Sustainable and Responsible Investing
The scandal facing Activision Blizzard since last July has not gone unnoticed, even by responsible investors. The video game company, famous for Warcraft and Call of Duty, is being sued by California state authorities for repeated acts of sexual harassment and wage discrimination against female employees. The Federal Securities and Exchange Commission (SEC) has subsequently also looked into the matter. The alleged offences are particularly appalling as they have been repeated over a period of several years, reflecting a toxic corporate environment encouraged at the highest level (“frat boy culture”), according to the initial investigations. In addition to a rapidly tarnished reputation, the scandal has cost the company its head, together with a 15% drop in share price in a matter of days, an internal revolt and financial penalties that have yet to come.

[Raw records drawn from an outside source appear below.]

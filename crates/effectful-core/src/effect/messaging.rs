// Messaging family
//
// Publication to topics and at-least-once consumption from subscriptions.

use std::collections::BTreeMap;
use std::fmt;

use bytes::Bytes;
use serde::{Deserialize, Serialize};

/// Broker-assigned message identifier
#[derive(Debug, Clone, PartialEq, Eq, Hash, PartialOrd, Ord, Serialize, Deserialize)]
pub struct MessageId(pub String);

impl MessageId {
    pub fn new(id: impl Into<String>) -> Self {
        MessageId(id.into())
    }

    pub fn as_str(&self) -> &str {
        &self.0
    }
}

impl fmt::Display for MessageId {
    fn fmt(&self, f: &mut fmt::Formatter<'_>) -> fmt::Result {
        f.write_str(&self.0)
    }
}

/// Publish a message to a topic
#[derive(Debug, Clone, PartialEq, Eq, Serialize, Deserialize)]
pub struct Publish {
    pub topic: String,
    pub payload: Bytes,
    pub attributes: BTreeMap<String, String>,
}

impl Publish {
    pub fn new(topic: impl Into<String>, payload: impl Into<Bytes>) -> Self {
        Self {
            topic: topic.into(),
            payload: payload.into(),
            attributes: BTreeMap::new(),
        }
    }

    pub fn with_attribute(mut self, name: impl Into<String>, value: impl Into<String>) -> Self {
        self.attributes.insert(name.into(), value.into());
        self
    }
}

/// Take the next available message from a subscription
#[derive(Debug, Clone, PartialEq, Eq, Serialize, Deserialize)]
pub struct Receive {
    pub subscription: String,
}

impl Receive {
    pub fn new(subscription: impl Into<String>) -> Self {
        Self {
            subscription: subscription.into(),
        }
    }
}

/// Confirm that a received message has been processed
#[derive(Debug, Clone, PartialEq, Eq, Serialize, Deserialize)]
pub struct Acknowledge {
    pub subscription: String,
    pub message_id: MessageId,
}

impl Acknowledge {
    pub fn new(subscription: impl Into<String>, message_id: MessageId) -> Self {
        Self {
            subscription: subscription.into(),
            message_id,
        }
    }
}

/// Messaging family effects
#[derive(Debug, Clone, PartialEq, Eq, Serialize, Deserialize)]
#[serde(tag = "op", rename_all = "snake_case")]
pub enum MessagingEffect {
    Publish(Publish),
    Receive(Receive),
    Acknowledge(Acknowledge),
}

impl MessagingEffect {
    pub fn operation(&self) -> &'static str {
        match self {
            MessagingEffect::Publish(_) => "publish",
            MessagingEffect::Receive(_) => "receive",
            MessagingEffect::Acknowledge(_) => "acknowledge",
        }
    }
}

//-----------------------------------------------------------------------------
// Results
//-----------------------------------------------------------------------------

/// Delivery acknowledgment for a publication
#[derive(Debug, Clone, PartialEq, Eq, Serialize, Deserialize)]
pub struct Delivery {
    pub topic: String,
    pub message_id: MessageId,
    /// Number of subscriptions the message was fanned out to
    pub fanout: usize,
}

/// A message handed to a consumer
#[derive(Debug, Clone, PartialEq, Eq, Serialize, Deserialize)]
pub struct ReceivedMessage {
    pub message_id: MessageId,
    pub topic: String,
    pub payload: Bytes,
    pub attributes: BTreeMap<String, String>,
    /// 1 on first delivery, incremented on each redelivery
    pub delivery_attempt: u32,
}

/// Outcome of a receive
#[derive(Debug, Clone, PartialEq, Eq, Serialize, Deserialize)]
#[serde(tag = "status", content = "message", rename_all = "snake_case")]
pub enum Inbox {
    Message(ReceivedMessage),
    Empty,
}

/// Outcome of an acknowledgment
#[derive(Debug, Clone, Copy, PartialEq, Eq, Serialize, Deserialize)]
#[serde(rename_all = "snake_case")]
pub enum AckStatus {
    Acknowledged,
    /// The message was not in flight: already acknowledged, or never delivered
    Unknown,
}

/// Messaging family results
#[derive(Debug, Clone, PartialEq, Eq, Serialize, Deserialize)]
#[serde(tag = "op", content = "outcome", rename_all = "snake_case")]
pub enum MessagingResult {
    Published(Delivery),
    Received(Inbox),
    Acknowledged(AckStatus),
}

request!(Publish, MessagingEffect::Publish, Messaging, MessagingResult::Published => Delivery);
request!(Receive, MessagingEffect::Receive, Messaging, MessagingResult::Received => Inbox);
request!(
    Acknowledge,
    MessagingEffect::Acknowledge,
    Messaging,
    MessagingResult::Acknowledged => AckStatus
);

Also in the summer of 2021, the same SEC announced new regulations for the 3,000 technology companies listed on NASDAQ. At least one woman is now required to sit on the board, along with another member representing minorities (racial or LGBTQ). Should companies fail to meet this target, they are obliged to communicate the reasons why. A previous NASDAQ survey found that 75% of all listed companies failed to meet this diversity target at all in 2021. The predominance of white men in top management is of equal concern to other bodies such as the Bank of England and the UK Financial Conduct Authority.
Both of these two short stories respectively highlight a bleak picture of the situation, but also a growing awareness of society as part of the “#Me Too” movement.

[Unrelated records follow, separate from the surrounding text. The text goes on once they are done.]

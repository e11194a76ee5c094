// Driver behavior against scripted and recording dispatchers

use std::sync::Arc;

use effectful_core::effect::{
    CacheAck, CacheResult, CacheSet, Delivery, Effect, EffectResult, GetRecord, Lookup,
    MessageId, MessagingResult, Publish, StorageResult,
};
use effectful_core::program::{perform, pure, sequence, Execution, Program, ProgramExt};
use effectful_core::testing::{
    init_test_logging, FnDispatcher, RecordingDispatcher, ScriptedDispatcher,
};
use effectful_core::{run, Driver, ErrorKind, InterpreterError};
use serde_json::json;

fn found(value: serde_json::Value) -> EffectResult {
    StorageResult::Lookup(Lookup::Found(value)).into()
}

fn not_found() -> EffectResult {
    StorageResult::Lookup(Lookup::NotFound).into()
}

fn stored() -> EffectResult {
    CacheResult::Stored(CacheAck { ttl: None }).into()
}

fn name_or_default(key: &str) -> impl Program<Output = String> {
    perform(GetRecord::new("users", key)).map(|lookup| match lookup {
        Lookup::Found(value) => value.as_str().unwrap_or_default().to_string(),
        Lookup::NotFound => "default".to_string(),
    })
}

// Publish an order event, then remember it in the cache
fn publish_then_cache(order: &str) -> impl Program<Output = CacheAck> {
    let key = format!("order:{order}");
    perform(Publish::new("orders", order.to_string()))
        .and_then(move |delivery| perform(CacheSet::new(key, delivery.message_id.0)))
}

#[tokio::test]
async fn test_found_record_is_returned() {
    init_test_logging();
    let dispatcher = ScriptedDispatcher::new().then_ok(found(json!("A")));

    let outcome = run(name_or_default("alice"), &dispatcher).await;

    assert_eq!(outcome, Ok("A".to_string()));
    assert_eq!(
        dispatcher.presented(),
        vec![Effect::from(GetRecord::new("users", "alice"))]
    );
}

#[tokio::test]
async fn test_not_found_is_a_domain_outcome() {
    let dispatcher = ScriptedDispatcher::new().then_ok(not_found());

    let outcome = run(name_or_default("missing"), &dispatcher).await;

    assert_eq!(outcome, Ok("default".to_string()));
}

#[tokio::test]
async fn test_failure_stops_before_next_effect() {
    init_test_logging();
    let dispatcher = ScriptedDispatcher::new()
        .then_fail_with(ErrorKind::ConnectionLost, true, "broker went away")
        .then_ok(stored());

    let err = run(publish_then_cache("o-1"), &dispatcher).await.unwrap_err();

    let publish = Effect::from(Publish::new("orders", "o-1"));
    assert_eq!(
        err,
        InterpreterError::new(publish.clone(), ErrorKind::ConnectionLost, "broker went away")
    );
    assert!(err.retryable);
    assert_eq!(dispatcher.presented(), vec![publish]);
    assert_eq!(dispatcher.remaining(), 1);
}

#[tokio::test]
async fn test_delegation_flattens_trace() {
    // B yields two lookups; A continues with a cache write of their names
    let program_b = sequence(vec![name_or_default("b1"), name_or_default("b2")]);
    let program_a = program_b.and_then(|names| perform(CacheSet::new("names", names.join(","))));

    let scripted = ScriptedDispatcher::new()
        .then_ok(found(json!("first")))
        .then_ok(not_found())
        .then_ok(stored());
    let dispatcher = RecordingDispatcher::new(scripted);

    let outcome = run(program_a, &dispatcher).await;

    assert_eq!(outcome, Ok(CacheAck { ttl: None }));
    assert_eq!(
        dispatcher.effects(),
        vec![
            Effect::from(GetRecord::new("users", "b1")),
            Effect::from(GetRecord::new("users", "b2")),
            Effect::from(CacheSet::new("names", "first,default")),
        ]
    );
}

#[tokio::test]
async fn test_delegated_trace_matches_inline_trace() {
    let script = || {
        ScriptedDispatcher::new()
            .then_ok(found(json!("x")))
            .then_ok(found(json!("y")))
    };

    let delegated = name_or_default("a").and_then(|_| name_or_default("b"));
    let inline = sequence(vec![name_or_default("a"), name_or_default("b")]);

    let left = script();
    let right = script();
    run(delegated, &left).await.unwrap();
    run(inline, &right).await.unwrap();

    assert_eq!(left.presented(), right.presented());
}

#[tokio::test]
async fn test_identical_scripts_give_identical_outcomes() {
    let script = || {
        ScriptedDispatcher::new()
            .then_ok(MessagingResult::Published(Delivery {
                topic: "orders".to_string(),
                message_id: MessageId::new("m-1"),
                fanout: 2,
            }))
            .then_fail(ErrorKind::Throttled, "cache busy")
    };

    let first = run(publish_then_cache("o-2"), &script()).await;
    let second = run(publish_then_cache("o-2"), &script()).await;

    assert_eq!(first, second);
    let err = first.unwrap_err();
    assert_eq!(err.effect, Effect::from(CacheSet::new("order:o-2", "m-1")));
    assert_eq!(err.kind, ErrorKind::Throttled);
}

#[tokio::test]
async fn test_wrong_shape_result_is_unexpected() {
    let dispatcher = ScriptedDispatcher::new().then_ok(stored());

    let err = run(name_or_default("alice"), &dispatcher).await.unwrap_err();

    assert_eq!(err.kind, ErrorKind::UnexpectedResult);
    assert!(!err.retryable);
    assert_eq!(err.effect, Effect::from(GetRecord::new("users", "alice")));
}

#[tokio::test]
async fn test_concurrent_drivers_share_dispatcher() {
    let dispatcher = Arc::new(FnDispatcher::new(|effect: &Effect| match effect {
        Effect::Storage(_) => Ok(found(json!("shared"))),
        other => Err((ErrorKind::Unsupported, format!("{other} not served"))),
    }));

    let runs = (0..8).map(|i| {
        let dispatcher = Arc::clone(&dispatcher);
        tokio::spawn(async move {
            let key = format!("user-{i}");
            Driver::new(&dispatcher).run(name_or_default(&key)).await
        })
    });

    for outcome in futures::future::join_all(runs).await {
        assert_eq!(outcome.unwrap(), Ok("shared".to_string()));
    }
}

#[tokio::test]
async fn test_pure_program_needs_no_dispatcher_answers() {
    let dispatcher = ScriptedDispatcher::new();
    let outcome = run(pure("done"), &dispatcher).await;
    assert_eq!(outcome, Ok("done"));
    assert!(dispatcher.presented().is_empty());
}

#[test]
#[should_panic(expected = "already completed")]
fn test_resume_after_done_is_fatal() {
    let mut execution = Execution::new(name_or_default("alice"));
    execution.start();
    execution.resume(found(json!("A")));
    execution.resume(found(json!("A")));
}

According to the 2020* WEF Global Gender Gap Report, it would take another 100 years to achieve gender equality in the corporate world, based on current dynamics. COVID-19 slowed progress that was gradually taking shape before the pandemic, with women over-represented in the sectors that suffered most from the crisis. Equileap, an organisation that specialises in gender analysis for investors, found that, in a survey of 3,700 listed companies worldwide**, women hold only a quarter of the seats on boards of directors. A (small) increase compared to previous decades. Switzerland is just about average in the world with 25% of the board and 10% of management bodies, which is less than many European countries, some of whom being subject to regulation. The picture is even bleaker when we look at the persistence of pay inequalities, the lack of anti-discrimination policies and measures to promote work-life balance.

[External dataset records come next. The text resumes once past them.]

// Message broker interpreter

use std::collections::BTreeMap;
use std::sync::Arc;

use async_trait::async_trait;
use bytes::Bytes;

use effectful_error::BackendResult;

use super::{check_payload, require, MessagingInterpreter, Rejection};
use crate::config::InterpreterConfig;
use crate::effect::{
    AckStatus, Delivery, Inbox, MessageId, MessagingEffect, MessagingResult, ReceivedMessage,
};
use crate::outcome::Outcome;

/// A topic/subscription broker with at-least-once delivery
#[async_trait]
pub trait MessageBroker: Send + Sync {
    async fn publish(
        &self,
        topic: &str,
        payload: Bytes,
        attributes: &BTreeMap<String, String>,
    ) -> BackendResult<Delivery>;

    /// Next available message, if any
    async fn receive(&self, subscription: &str) -> BackendResult<Option<ReceivedMessage>>;

    /// Returns whether the message was in flight
    async fn acknowledge(&self, subscription: &str, message_id: &MessageId) -> BackendResult<bool>;
}

/// [`MessagingInterpreter`] over a [`MessageBroker`]
#[derive(Clone)]
pub struct BrokerInterpreter {
    broker: Arc<dyn MessageBroker>,
    config: Arc<InterpreterConfig>,
}

impl BrokerInterpreter {
    pub fn new(broker: Arc<dyn MessageBroker>, config: Arc<InterpreterConfig>) -> Self {
        Self { broker, config }
    }

    async fn apply(&self, effect: &MessagingEffect) -> Result<MessagingResult, Rejection> {
        match effect {
            MessagingEffect::Publish(op) => {
                require("topic", &op.topic)?;
                check_payload(&self.config, "message payload", op.payload.len())?;
                let delivery = self
                    .broker
                    .publish(&op.topic, op.payload.clone(), &op.attributes)
                    .await?;
                Ok(MessagingResult::Published(delivery))
            }
            MessagingEffect::Receive(op) => {
                require("subscription", &op.subscription)?;
                let inbox = match self.broker.receive(&op.subscription).await? {
                    Some(message) => Inbox::Message(message),
                    None => Inbox::Empty,
                };
                Ok(MessagingResult::Received(inbox))
            }
            MessagingEffect::Acknowledge(op) => {
                require("subscription", &op.subscription)?;
                require("message id", op.message_id.as_str())?;
                let status = if self.broker.acknowledge(&op.subscription, &op.message_id).await? {
                    AckStatus::Acknowledged
                } else {
                    AckStatus::Unknown
                };
                Ok(MessagingResult::Acknowledged(status))
            }
        }
    }
}

#[async_trait]
impl MessagingInterpreter for BrokerInterpreter {
    async fn handle(&self, effect: MessagingEffect) -> Outcome<MessagingResult> {
        self.apply(&effect)
            .await
            .map_err(|rejection| rejection.into_error(effect.into(), &self.config))
    }
}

* World Economic Forum (2020), Global Gender Gap Report 2020
As with many other prominent ESG issues, the response of responsible investors is a mix of sustainability convictions and pragmatism. Beyond the ethical values of inclusion and diversity closely associated with ESG, the interest of sustainable finance in these areas lies in the fact that their promotion contributes to the health of their portfolios. A 2020 McKinsey study of 1,000 listed companies worldwide clearly establishes the link between diversity and financial performance: companies in the upper quartile of gender diversity are 28% more likely to achieve superior financial results than their peers (25% for companies with a female executive committee). ***
In 2019, the product offering (equity and fixed income funds), with a strong focus on gender, reached a record high of USD 2.4 billion. In line with growing demand from institutional and private investors, ESG research, which is used to create these tools, has developed considerably in recent years. Key diversity and inclusion issues are measured and assessed in detail by the companies themselves in their CSR reports or in ESG data provided by specialised agencies: equal pay, diversity among employees, working conditions and work-life balance, percentage of women in leadership positions, etc. Indices of leading companies on these issues have been created by specialised organisations, such as the Solar Equileap Global Gender Equality 100 Leaders. These indices are used both for individual stock selection of pioneering companies such as NVIDIA, L’Oréal or Diageo, but are also replicated by several passive funds (ETFs) such as the UBS ETF Global Gender Equality.
In 2015, the New York Times concluded that “fewer large companies in the United States are run by women than by men called John”. Fortunately, the situation has since moved in the right direction, if only in this area.